John Campbell – Department chair of Harvard University’s Department of Economics. Campbell has received various honors including President, American Finance Association, 2006; Fellow, American Academy of Arts and Sciences, 2000-present; Fellow, Econometric Society, 1990–present, Honorary Fellow, Corpus Christi College, University of Oxford, 2008

Patrick Daniel – Former director of Ministry of Trade and Industry for Singapore government’s Administrative Service. Named editor-in-chief of the English and Malay Newspaper Division of Singapore Press Holdings in 2007, is chairman of three SPH subsidiaries and is president of the Singapore Press Club.

Satyajit Das – A former trader who worked for CitiGroup and Merrill Lynch as well as a former corporate Treasurer. He is a global authority on, and author of several key reference works on, derivatives and risk management. He is the author of “Traders, Guns & Money: Knowns and Unknowns in the Dazzling World of Derivatives” – Revised Edition (2006 and 2010, FT-Prentice Hall), an insider's account of the financial products business filled with black humour and satire, described by the Financial Times, London as "fascinating reading … explaining not only the high-minded theory behind the business and its various products but the sometimes sordid reality of the industry". In the 2006 book and in subsequent public speeches and articles published before the crisis, he pointed out the dangers of derivatives and financial products and the risk they constituted to the financial system.

Kristin Davis – Best known as the “Madam” to countless investment bankers, Davis was convicted of promoting prostitution and served four months on Riker’s Island.

Martin Feldstein – The George F Baker Professor of Economics at Harvard University and President Emeritus of the National Bureau of Economic Research where he served as President and CEO from 1977-1982 and 1984 – 2008. He was chairman of the Council of Economic Advisors in the Reagan Administration. Under George W. Bush’s administration, he was appointed to the President’s Foreign Intelligence Advisory Board. He served on the board of both AIG and AIG Financial Products from 1988 -2009.

Jerome Fons –Served as Managing Director of Credit Policy at Moody’s Investor Services, where he was also a member of the Credit Policy Committee. He is currently a consultant specializing in credit risk applications and litigation support.

Barney Frank – Democratic Representative for the state of Massachusetts who has served in the 4th congressional district since 1981. Frank became the Chairman of the House Financial Services Committee in 2007 which oversees the entire financial services industry including the securities, insurance, banking, and housing industries.

Robert Gnaizda – General Counsel, Policy Director, and former President of the Greenlining Institute in Berkeley, California.
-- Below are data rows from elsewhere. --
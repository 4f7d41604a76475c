//! 宿主配置
//!
//! 定义模块宿主的配置结构和加载逻辑。配置文件按扩展名选择 JSON 或 YAML。

use serde::{Deserialize, Serialize};
use std::collections::HashMap;
use std::path::{Path, PathBuf};

use crate::utils::{CoreError, Result};

/// 目录配置
#[derive(Debug, Clone, Serialize, Deserialize)]
pub struct PathsConfig {
    /// 系统模块目录
    #[serde(default = "default_system_modules")]
    pub system_modules: PathBuf,

    /// 用户模块目录（远程制品也落地到这里）
    #[serde(default = "default_user_modules")]
    pub user_modules: PathBuf,

    /// 数据目录（注册表与错误日志）
    #[serde(default = "default_data_dir")]
    pub data_dir: PathBuf,
}

fn default_system_modules() -> PathBuf {
    PathBuf::from("modules/system")
}

fn default_user_modules() -> PathBuf {
    PathBuf::from("modules/user")
}

fn default_data_dir() -> PathBuf {
    PathBuf::from("data")
}

impl Default for PathsConfig {
    fn default() -> Self {
        Self {
            system_modules: default_system_modules(),
            user_modules: default_user_modules(),
            data_dir: default_data_dir(),
        }
    }
}

impl PathsConfig {
    /// 注册表文件路径
    pub fn registry_file(&self) -> PathBuf {
        self.data_dir.join("modules.json")
    }

    /// 错误日志文件路径
    pub fn error_log_file(&self) -> PathBuf {
        self.data_dir.join("error_logs.ndjson")
    }

    /// 运行时添加的管理员列表
    pub fn admins_file(&self) -> PathBuf {
        self.data_dir.join("admins.json")
    }
}

/// 依赖安装配置
#[derive(Debug, Clone, Serialize, Deserialize)]
pub struct ProvisioningConfig {
    /// 安装器命令行（程序 + 前置参数），依赖声明追加在末尾
    #[serde(default = "default_installer")]
    pub installer: Vec<String>,

    /// 单个依赖的安装超时（秒）
    #[serde(default = "default_provision_timeout")]
    pub timeout_secs: u64,

    /// 是否在整个宿主范围内串行安装
    #[serde(default)]
    pub serialize: bool,
}

fn default_installer() -> Vec<String> {
    vec!["pip".to_string(), "install".to_string()]
}

fn default_provision_timeout() -> u64 {
    300
}

impl Default for ProvisioningConfig {
    fn default() -> Self {
        Self {
            installer: default_installer(),
            timeout_secs: default_provision_timeout(),
            serialize: false,
        }
    }
}

/// 执行上下文配置
#[derive(Debug, Clone, Serialize, Deserialize)]
pub struct RuntimeConfig {
    /// 注册入口超时（毫秒）
    #[serde(default = "default_register_timeout_ms")]
    pub register_timeout_ms: u64,

    /// 关闭子进程前的宽限期（毫秒）
    #[serde(default = "default_shutdown_grace_ms")]
    pub shutdown_grace_ms: u64,
}

fn default_register_timeout_ms() -> u64 {
    30000
}

fn default_shutdown_grace_ms() -> u64 {
    2000
}

impl Default for RuntimeConfig {
    fn default() -> Self {
        Self {
            register_timeout_ms: default_register_timeout_ms(),
            shutdown_grace_ms: default_shutdown_grace_ms(),
        }
    }
}

/// 远程制品获取配置
#[derive(Debug, Clone, Serialize, Deserialize)]
pub struct FetchConfig {
    /// 下载超时（秒）
    #[serde(default = "default_fetch_timeout")]
    pub timeout_secs: u64,
}

fn default_fetch_timeout() -> u64 {
    60
}

impl Default for FetchConfig {
    fn default() -> Self {
        Self {
            timeout_secs: default_fetch_timeout(),
        }
    }
}

/// 本地化配置
#[derive(Debug, Clone, Default, Serialize, Deserialize)]
pub struct LocalizationConfig {
    /// 字符串表文件（YAML 或 JSON）
    #[serde(default)]
    pub file: Option<PathBuf>,
}

/// 日志配置
#[derive(Debug, Clone, Serialize, Deserialize)]
pub struct LogConfig {
    /// 日志级别
    #[serde(default = "default_log_level")]
    pub level: String,

    /// 是否输出 JSON 格式
    #[serde(default)]
    pub json_format: bool,

    /// 日志文件目录（为空时不写文件）
    #[serde(default)]
    pub log_dir: Option<PathBuf>,

    /// 日志轮转策略
    #[serde(default = "default_rotation")]
    pub rotation: String,
}

fn default_log_level() -> String {
    "info".to_string()
}

fn default_rotation() -> String {
    "daily".to_string()
}

impl Default for LogConfig {
    fn default() -> Self {
        Self {
            level: default_log_level(),
            json_format: false,
            log_dir: None,
            rotation: default_rotation(),
        }
    }
}

/// 宿主配置
#[derive(Debug, Clone, Serialize, Deserialize)]
pub struct HostConfig {
    /// 配置文件路径
    #[serde(skip)]
    pub config_path: Option<PathBuf>,

    /// 宿主所有者
    #[serde(default)]
    pub principal: String,

    /// 额外的管理员
    #[serde(default)]
    pub admins: Vec<String>,

    /// 用户模块的命令是否对所有人开放
    #[serde(default = "default_true")]
    pub public_user_modules: bool,

    /// 目录配置
    #[serde(default)]
    pub paths: PathsConfig,

    /// 依赖安装配置
    #[serde(default)]
    pub provisioning: ProvisioningConfig,

    /// 执行上下文配置
    #[serde(default)]
    pub runtime: RuntimeConfig,

    /// 远程获取配置
    #[serde(default)]
    pub fetch: FetchConfig,

    /// 本地化配置
    #[serde(default)]
    pub localization: LocalizationConfig,

    /// 日志配置
    #[serde(default)]
    pub logging: LogConfig,

    /// 按模块名划分的自由配置
    #[serde(default)]
    pub modules: HashMap<String, serde_json::Value>,
}

fn default_true() -> bool {
    true
}

impl Default for HostConfig {
    fn default() -> Self {
        Self {
            config_path: None,
            principal: String::new(),
            admins: Vec::new(),
            public_user_modules: true,
            paths: PathsConfig::default(),
            provisioning: ProvisioningConfig::default(),
            runtime: RuntimeConfig::default(),
            fetch: FetchConfig::default(),
            localization: LocalizationConfig::default(),
            logging: LogConfig::default(),
            modules: HashMap::new(),
        }
    }
}

impl HostConfig {
    /// 创建配置构建器
    pub fn builder() -> HostConfigBuilder {
        HostConfigBuilder::new()
    }

    /// 从文件加载配置
    pub async fn from_file(path: impl Into<PathBuf>) -> Result<Self> {
        let path = path.into();
        let content = tokio::fs::read_to_string(&path)
            .await
            .map_err(|e| CoreError::ConfigLoadFailed(format!("{}: {}", path.display(), e)))?;

        let mut config = Self::parse(&path, &content)?;
        config.config_path = Some(path);
        Ok(config)
    }

    fn parse(path: &Path, content: &str) -> Result<Self> {
        let config: HostConfig = if path.extension().map(|e| e == "json").unwrap_or(false) {
            serde_json::from_str(content)?
        } else {
            serde_yaml::from_str(content)?
        };
        Ok(config)
    }

    /// 校验配置
    pub fn validate(&self) -> Result<()> {
        if self.principal.trim().is_empty() {
            return Err(CoreError::InvalidConfigValue {
                key: "principal".to_string(),
                reason: "必须配置宿主所有者".to_string(),
            });
        }
        if self.provisioning.installer.is_empty() {
            return Err(CoreError::InvalidConfigValue {
                key: "provisioning.installer".to_string(),
                reason: "安装器命令不能为空".to_string(),
            });
        }
        if self.provisioning.timeout_secs == 0 {
            return Err(CoreError::InvalidConfigValue {
                key: "provisioning.timeout_secs".to_string(),
                reason: "必须大于 0".to_string(),
            });
        }
        if self.runtime.register_timeout_ms == 0 {
            return Err(CoreError::InvalidConfigValue {
                key: "runtime.register_timeout_ms".to_string(),
                reason: "必须大于 0".to_string(),
            });
        }
        if self.paths.system_modules == self.paths.user_modules {
            return Err(CoreError::InvalidConfigValue {
                key: "paths.user_modules".to_string(),
                reason: "系统模块目录与用户模块目录不能相同".to_string(),
            });
        }
        Ok(())
    }

    /// 某模块的配置段
    pub fn module_settings(&self, name: &str) -> serde_json::Value {
        self.modules
            .get(name)
            .cloned()
            .unwrap_or(serde_json::Value::Null)
    }
}

/// 配置构建器
#[derive(Debug, Default)]
pub struct HostConfigBuilder {
    config: HostConfig,
}

impl HostConfigBuilder {
    /// 创建新的构建器
    pub fn new() -> Self {
        Self {
            config: HostConfig::default(),
        }
    }

    /// 设置宿主所有者
    pub fn principal(mut self, actor: impl Into<String>) -> Self {
        self.config.principal = actor.into();
        self
    }

    /// 添加管理员
    pub fn admin(mut self, actor: impl Into<String>) -> Self {
        self.config.admins.push(actor.into());
        self
    }

    /// 设置用户模块是否公开
    pub fn public_user_modules(mut self, public: bool) -> Self {
        self.config.public_user_modules = public;
        self
    }

    /// 设置系统模块目录
    pub fn system_modules(mut self, dir: impl Into<PathBuf>) -> Self {
        self.config.paths.system_modules = dir.into();
        self
    }

    /// 设置用户模块目录
    pub fn user_modules(mut self, dir: impl Into<PathBuf>) -> Self {
        self.config.paths.user_modules = dir.into();
        self
    }

    /// 设置数据目录
    pub fn data_dir(mut self, dir: impl Into<PathBuf>) -> Self {
        self.config.paths.data_dir = dir.into();
        self
    }

    /// 设置安装器命令行
    pub fn installer<I, S>(mut self, argv: I) -> Self
    where
        I: IntoIterator<Item = S>,
        S: Into<String>,
    {
        self.config.provisioning.installer = argv.into_iter().map(Into::into).collect();
        self
    }

    /// 设置单个依赖的安装超时
    pub fn provision_timeout_secs(mut self, secs: u64) -> Self {
        self.config.provisioning.timeout_secs = secs;
        self
    }

    /// 串行安装依赖
    pub fn serialize_provisioning(mut self) -> Self {
        self.config.provisioning.serialize = true;
        self
    }

    /// 设置注册入口超时
    pub fn register_timeout_ms(mut self, ms: u64) -> Self {
        self.config.runtime.register_timeout_ms = ms;
        self
    }

    /// 设置日志级别
    pub fn log_level(mut self, level: impl Into<String>) -> Self {
        self.config.logging.level = level.into();
        self
    }

    /// 设置某模块的配置段
    pub fn module_settings(mut self, name: impl Into<String>, value: serde_json::Value) -> Self {
        self.config.modules.insert(name.into(), value);
        self
    }

    /// 构建配置
    pub fn build(self) -> HostConfig {
        self.config
    }
}
//! 提案令牌生成
//!
//! 冲突提案使用 10 位 62 进制令牌（0-9, a-z, A-Z），便于运维在命令行中
//! 原样输入 `confirm <token>`。

use rand::Rng;

/// 62 进制字符集
const BASE62_CHARS: &[u8] = b"0123456789abcdefghijklmnopqrstuvwxyzABCDEFGHIJKLMNOPQRSTUVWXYZ";

/// 令牌长度
pub const TOKEN_LENGTH: usize = 10;

/// 生成 10 位 62 进制令牌
///
/// ```
/// use modhost::utils::id::generate_token;
///
/// let token = generate_token();
/// assert_eq!(token.len(), 10);
/// ```
pub fn generate_token() -> String {
    let mut rng = rand::thread_rng();
    (0..TOKEN_LENGTH)
        .map(|_| BASE62_CHARS[rng.gen_range(0..BASE62_CHARS.len())] as char)
        .collect()
}

/// 验证令牌格式是否有效
///
/// ```
/// use modhost::utils::id::is_valid_token;
///
/// assert!(is_valid_token("a1B2c3D4e5"));
/// assert!(!is_valid_token("too-short"));
/// ```
pub fn is_valid_token(token: &str) -> bool {
    token.len() == TOKEN_LENGTH && token.chars().all(|c| c.is_ascii_alphanumeric())
}
// ============================================================================
// 远程制品
// ============================================================================

#[tokio::test]
async fn test_remote_artifact_materialized_and_deleted() {
    let h = Harness::new().await;
    let source = h
        .fetcher
        .serve("https://modules.example.com/weather.yaml?v=2", "greeter");

    let outcome = h.load(&source).await.unwrap();
    assert!(matches!(outcome, LoadOutcome::Loaded(ref d) if d.name == "weather"));

    // 注册表记录的是落地后的本地路径
    let stored = h.path("user/weather.yaml");
    let record = h.manager.record("weather").await.unwrap().unwrap();
    assert_eq!(record.source_location, stored.to_string_lossy());
    assert_eq!(record.origin, Origin::User);
    assert!(stored.exists());
    assert_eq!(h.call("hello").await.unwrap(), "hello world");

    assert!(h.manager.delete("weather").await.unwrap());
    assert!(!stored.exists());
    assert!(h.manager.record("weather").await.unwrap().is_none());
}

#[tokio::test]
async fn test_remote_system_artifact_lands_in_system_dir() {
    let h = Harness::new().await;
    let source = h.fetcher.serve("https://modules.example.com/core.yaml", "greeter");
    h.manager
        .load(&source, Origin::System, &CancellationToken::new())
        .await
        .unwrap();

    let record = h.manager.record("core").await.unwrap().unwrap();
    assert_eq!(record.origin, Origin::System);
    assert_eq!(
        record.source_location,
        h.path("system/core.yaml").to_string_lossy()
    );
    assert!(!h.path("user/core.yaml").exists());

    // 新实例启动时按系统模块加载，不产生失败
    let fresh = LifecycleManager::builder(base_config(h.dir.path()).build())
        .native(natives())
        .registry(Arc::new(FileModuleRegistry::in_memory()))
        .error_sink(Arc::new(MemoryErrorSink::new()))
        .build()
        .await
        .unwrap();
    let report = fresh.boot(&CancellationToken::new()).await;
    assert_eq!(report.loaded, vec!["core"]);
    assert!(report.failed.is_empty());
    assert_eq!(
        fresh.record("core").await.unwrap().unwrap().origin,
        Origin::System
    );
}

#[tokio::test]
async fn test_remote_artifact_not_found() {
    let h = Harness::new().await;
    let err = h
        .load(&ArtifactSource::Remote(
            "https://modules.example.com/ghost.yaml".to_string(),
        ))
        .await
        .unwrap_err();
    assert!(matches!(err, CoreError::ArtifactNotFound { .. }));
    assert!(!h.path("user/ghost.yaml").exists());
    assert!(h.manager.record("ghost").await.unwrap().is_none());
}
A graduate of Columbia College and Yale Law School, he has been known as an advocate of social justice for over 40 years.

Michael Greenberger - Since July 2001, he has been a professor at the University of Maryland School of Law where he teaches a course entitled "Futures, Options and Derivatives." He serves as the technical advisor to the Commission of Experts of the President of the United Nations General Assembly on Reforms of the International Monetary and Financial System. He was a partner for more than 20 years in the Washington, DC law firm, Shea & Gardner, where he served as lead litigation counsel before courts of law nationwide, including the United States Supreme Court. In the Clinton Administration, Greenberger was Director of Trading & Markets for the Commodity Futures Trading Commission, reporting to its Chairwoman, Brooksley Born, when Born attempted to regulate derivatives.

Eric Halperin – Special Counsel for Fair Lending at the U.S. Department of Justice and former director of the Washington Office and Litigation at Center for Responsible Lending.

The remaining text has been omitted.